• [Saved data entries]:
* * * * *

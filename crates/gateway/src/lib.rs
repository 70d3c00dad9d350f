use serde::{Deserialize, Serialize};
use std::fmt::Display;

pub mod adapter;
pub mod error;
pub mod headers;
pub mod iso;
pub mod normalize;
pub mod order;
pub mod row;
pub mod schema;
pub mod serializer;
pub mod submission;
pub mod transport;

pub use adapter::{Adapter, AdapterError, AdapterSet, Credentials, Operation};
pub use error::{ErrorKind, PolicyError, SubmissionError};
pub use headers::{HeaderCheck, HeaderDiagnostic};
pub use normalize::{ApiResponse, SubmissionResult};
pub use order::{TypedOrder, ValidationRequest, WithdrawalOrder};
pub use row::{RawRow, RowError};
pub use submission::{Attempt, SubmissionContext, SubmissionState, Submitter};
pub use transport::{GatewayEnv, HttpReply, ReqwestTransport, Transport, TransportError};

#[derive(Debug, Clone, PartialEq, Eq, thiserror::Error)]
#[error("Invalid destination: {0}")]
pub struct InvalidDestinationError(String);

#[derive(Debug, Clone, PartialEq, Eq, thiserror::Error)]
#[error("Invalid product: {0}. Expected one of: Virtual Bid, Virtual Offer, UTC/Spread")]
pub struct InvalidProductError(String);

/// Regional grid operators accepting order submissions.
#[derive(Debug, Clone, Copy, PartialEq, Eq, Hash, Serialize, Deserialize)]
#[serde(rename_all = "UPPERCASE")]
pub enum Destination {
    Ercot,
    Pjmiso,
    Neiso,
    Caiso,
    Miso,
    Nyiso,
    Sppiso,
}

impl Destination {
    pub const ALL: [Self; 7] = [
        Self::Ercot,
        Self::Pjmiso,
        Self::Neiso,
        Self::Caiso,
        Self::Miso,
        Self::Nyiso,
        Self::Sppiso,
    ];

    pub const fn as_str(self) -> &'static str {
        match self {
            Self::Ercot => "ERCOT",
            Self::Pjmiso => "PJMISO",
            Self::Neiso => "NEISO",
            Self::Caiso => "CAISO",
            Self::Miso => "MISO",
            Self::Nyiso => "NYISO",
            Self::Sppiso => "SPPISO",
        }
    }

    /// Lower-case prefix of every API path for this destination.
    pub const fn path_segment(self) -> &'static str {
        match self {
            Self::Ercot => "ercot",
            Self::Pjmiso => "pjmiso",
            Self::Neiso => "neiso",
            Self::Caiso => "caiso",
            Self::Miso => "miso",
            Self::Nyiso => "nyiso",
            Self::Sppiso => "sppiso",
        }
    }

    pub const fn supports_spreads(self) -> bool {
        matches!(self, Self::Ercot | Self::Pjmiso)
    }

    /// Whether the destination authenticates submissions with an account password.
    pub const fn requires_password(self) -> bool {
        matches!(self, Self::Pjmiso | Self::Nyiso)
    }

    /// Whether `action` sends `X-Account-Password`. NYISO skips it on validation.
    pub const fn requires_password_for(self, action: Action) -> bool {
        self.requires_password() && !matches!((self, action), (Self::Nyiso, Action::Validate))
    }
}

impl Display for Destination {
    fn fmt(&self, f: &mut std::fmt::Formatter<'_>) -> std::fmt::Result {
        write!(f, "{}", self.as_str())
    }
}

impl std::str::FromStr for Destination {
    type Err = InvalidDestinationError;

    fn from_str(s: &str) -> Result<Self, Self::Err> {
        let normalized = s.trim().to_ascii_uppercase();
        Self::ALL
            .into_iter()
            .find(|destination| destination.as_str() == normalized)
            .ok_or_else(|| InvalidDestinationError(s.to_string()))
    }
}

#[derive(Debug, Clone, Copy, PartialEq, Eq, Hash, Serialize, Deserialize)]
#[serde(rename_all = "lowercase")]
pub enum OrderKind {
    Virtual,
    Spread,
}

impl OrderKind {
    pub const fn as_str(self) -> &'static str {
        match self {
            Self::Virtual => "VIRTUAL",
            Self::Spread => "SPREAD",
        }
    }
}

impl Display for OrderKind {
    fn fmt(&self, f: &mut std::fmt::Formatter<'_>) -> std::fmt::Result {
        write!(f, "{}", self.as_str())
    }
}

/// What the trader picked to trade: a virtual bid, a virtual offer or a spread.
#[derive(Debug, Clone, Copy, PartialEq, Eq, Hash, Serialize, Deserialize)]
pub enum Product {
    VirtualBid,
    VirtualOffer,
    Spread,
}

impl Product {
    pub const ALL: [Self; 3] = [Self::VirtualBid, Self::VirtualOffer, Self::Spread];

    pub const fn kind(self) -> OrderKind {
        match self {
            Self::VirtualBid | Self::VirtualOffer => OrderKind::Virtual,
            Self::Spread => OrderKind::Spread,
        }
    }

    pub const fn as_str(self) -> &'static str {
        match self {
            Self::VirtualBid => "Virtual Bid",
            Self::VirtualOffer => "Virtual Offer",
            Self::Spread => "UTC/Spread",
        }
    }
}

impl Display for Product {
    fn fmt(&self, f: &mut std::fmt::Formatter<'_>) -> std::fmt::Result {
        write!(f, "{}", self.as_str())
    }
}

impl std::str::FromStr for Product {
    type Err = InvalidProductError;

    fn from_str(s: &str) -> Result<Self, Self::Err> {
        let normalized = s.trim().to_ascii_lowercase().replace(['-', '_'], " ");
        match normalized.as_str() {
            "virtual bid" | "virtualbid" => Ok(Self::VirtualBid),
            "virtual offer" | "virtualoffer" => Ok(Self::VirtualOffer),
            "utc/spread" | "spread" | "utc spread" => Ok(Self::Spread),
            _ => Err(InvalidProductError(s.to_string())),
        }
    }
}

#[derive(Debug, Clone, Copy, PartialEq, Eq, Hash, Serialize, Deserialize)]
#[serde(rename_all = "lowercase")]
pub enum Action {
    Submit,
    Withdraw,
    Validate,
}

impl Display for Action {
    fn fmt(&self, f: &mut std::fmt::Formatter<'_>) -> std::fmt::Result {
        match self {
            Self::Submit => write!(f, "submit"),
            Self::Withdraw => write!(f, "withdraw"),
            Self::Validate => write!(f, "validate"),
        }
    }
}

* * * * *

• [Assignment]: Transcribe all the entries exactly, as they stand.

• [Reply to the exercise]:
filename crates/gateway/src/lib.rs
repository 70d3c00dad9d350f
use serde::{Deserialize, Serialize};
use std::fmt::Display;

pub mod adapter;
pub mod error;
pub mod headers;
pub mod iso;
pub mod normalize;
pub mod order;
pub mod row;
pub mod schema;
pub mod serializer;
pub mod submission;
pub mod transport;

pub use adapter::{Adapter, AdapterError, AdapterSet, Credentials, Operation};
pub use error::{ErrorKind, PolicyError, SubmissionError};
pub use headers::{HeaderCheck, HeaderDiagnostic};
pub use normalize::{ApiResponse, SubmissionResult};
pub use order::{TypedOrder, ValidationRequest, WithdrawalOrder};
pub use row::{RawRow, RowError};
pub use submission::{Attempt, SubmissionContext, SubmissionState, Submitter};
pub use transport::{GatewayEnv, HttpReply, ReqwestTransport, Transport, TransportError};

#[derive(Debug, Clone, PartialEq, Eq, thiserror::Error)]
#[error("Invalid destination: {0}")]
pub struct InvalidDestinationError(String);

#[derive(Debug, Clone, PartialEq, Eq, thiserror::Error)]
#[error("Invalid product: {0}. Expected one of: Virtual Bid, Virtual Offer, UTC/Spread")]
pub struct InvalidProductError(String);

/// Regional grid operators accepting order submissions.
#[derive(Debug, Clone, Copy, PartialEq, Eq, Hash, Serialize, Deserialize)]
#[serde(rename_all = "UPPERCASE")]
pub enum Destination {
    Ercot,
    Pjmiso,
    Neiso,
    Caiso,
    Miso,
    Nyiso,
    Sppiso,
}

impl Destination {
    pub const ALL: [Self; 7] = [
        Self::Ercot,
        Self::Pjmiso,
        Self::Neiso,
        Self::Caiso,
        Self::Miso,
        Self::Nyiso,
        Self::Sppiso,
    ];

    pub const fn as_str(self) -> &'static str {
        match self {
            Self::Ercot => "ERCOT",
            Self::Pjmiso => "PJMISO",
            Self::Neiso => "NEISO",
            Self::Caiso => "CAISO",
            Self::Miso => "MISO",
            Self::Nyiso => "NYISO",
            Self::Sppiso => "SPPISO",
        }
    }

    /// Lower-case prefix of every API path for this destination.
    pub const fn path_segment(self) -> &'static str {
        match self {
            Self::Ercot => "ercot",
            Self::Pjmiso => "pjmiso",
            Self::Neiso => "neiso",
            Self::Caiso => "caiso",
            Self::Miso => "miso",
            Self::Nyiso => "nyiso",
            Self::Sppiso => "sppiso",
        }
    }

    pub const fn supports_spreads(self) -> bool {
        matches!(self, Self::Ercot | Self::Pjmiso)
    }

    /// Whether the destination authenticates submissions with an account password.
    pub const fn requires_password(self) -> bool {
        matches!(self, Self::Pjmiso | Self::Nyiso)
    }

    /// Whether `action` sends `X-Account-Password`. NYISO skips it on validation.
    pub const fn requires_password_for(self, action: Action) -> bool {
        self.requires_password() && !matches!((self, action), (Self::Nyiso, Action::Validate))
    }
}

impl Display for Destination {
    fn fmt(&self, f: &mut std::fmt::Formatter<'_>) -> std::fmt::Result {
        write!(f, "{}", self.as_str())
    }
}

impl std::str::FromStr for Destination {
    type Err = InvalidDestinationError;

    fn from_str(s: &str) -> Result<Self, Self::Err> {
        let normalized = s.trim().to_ascii_uppercase();
        Self::ALL
            .into_iter()
            .find(|destination| destination.as_str() == normalized)
            .ok_or_else(|| InvalidDestinationError(s.to_string()))
    }
}

#[derive(Debug, Clone, Copy, PartialEq, Eq, Hash, Serialize, Deserialize)]
#[serde(rename_all = "lowercase")]
pub enum OrderKind {
    Virtual,
    Spread,
}

impl OrderKind {
    pub const fn as_str(self) -> &'static str {
        match self {
            Self::Virtual => "VIRTUAL",
            Self::Spread => "SPREAD",
        }
    }
}

impl Display for OrderKind {
    fn fmt(&self, f: &mut std::fmt::Formatter<'_>) -> std::fmt::Result {
        write!(f, "{}", self.as_str())
    }
}

/// What the trader picked to trade: a virtual bid, a virtual offer or a spread.
#[derive(Debug, Clone, Copy, PartialEq, Eq, Hash, Serialize, Deserialize)]
pub enum Product {
    VirtualBid,
    VirtualOffer,
    Spread,
}

impl Product {
    pub const ALL: [Self; 3] = [Self::VirtualBid, Self::VirtualOffer, Self::Spread];

    pub const fn kind(self) -> OrderKind {
        match self {
            Self::VirtualBid | Self::VirtualOffer => OrderKind::Virtual,
            Self::Spread => OrderKind::Spread,
        }
    }

    pub const fn as_str(self) -> &'static str {
        match self {
            Self::VirtualBid => "Virtual Bid",
            Self::VirtualOffer => "Virtual Offer",
            Self::Spread => "UTC/Spread",
        }
    }
}

impl Display for Product {
    fn fmt(&self, f: &mut std::fmt::Formatter<'_>) -> std::fmt::Result {
        write!(f, "{}", self.as_str())
    }
}

impl std::str::FromStr for Product {
    type Err = InvalidProductError;

    fn from_str(s: &str) -> Result<Self, Self::Err> {
        let normalized = s.trim().to_ascii_lowercase().replace(['-', '_'], " ");
        match normalized.as_str() {
            "virtual bid" | "virtualbid" => Ok(Self::VirtualBid),
            "virtual offer" | "virtualoffer" => Ok(Self::VirtualOffer),
            "utc/spread" | "spread" | "utc spread" => Ok(Self::Spread),
            _ => Err(InvalidProductError(s.to_string())),
        }
    }
}

#[derive(Debug, Clone, Copy, PartialEq, Eq, Hash, Serialize, Deserialize)]
#[serde(rename_all = "lowercase")]
pub enum Action {
    Submit,
    Withdraw,
    Validate,
}

impl Display for Action {
    fn fmt(&self, f: &mut std::fmt::Formatter<'_>) -> std::fmt::Result {
        match self {
            Self::Submit => write!(f, "submit"),
            Self::Withdraw => write!(f, "withdraw"),
            Self::Validate => write!(f, "validate"),
        }
    }
}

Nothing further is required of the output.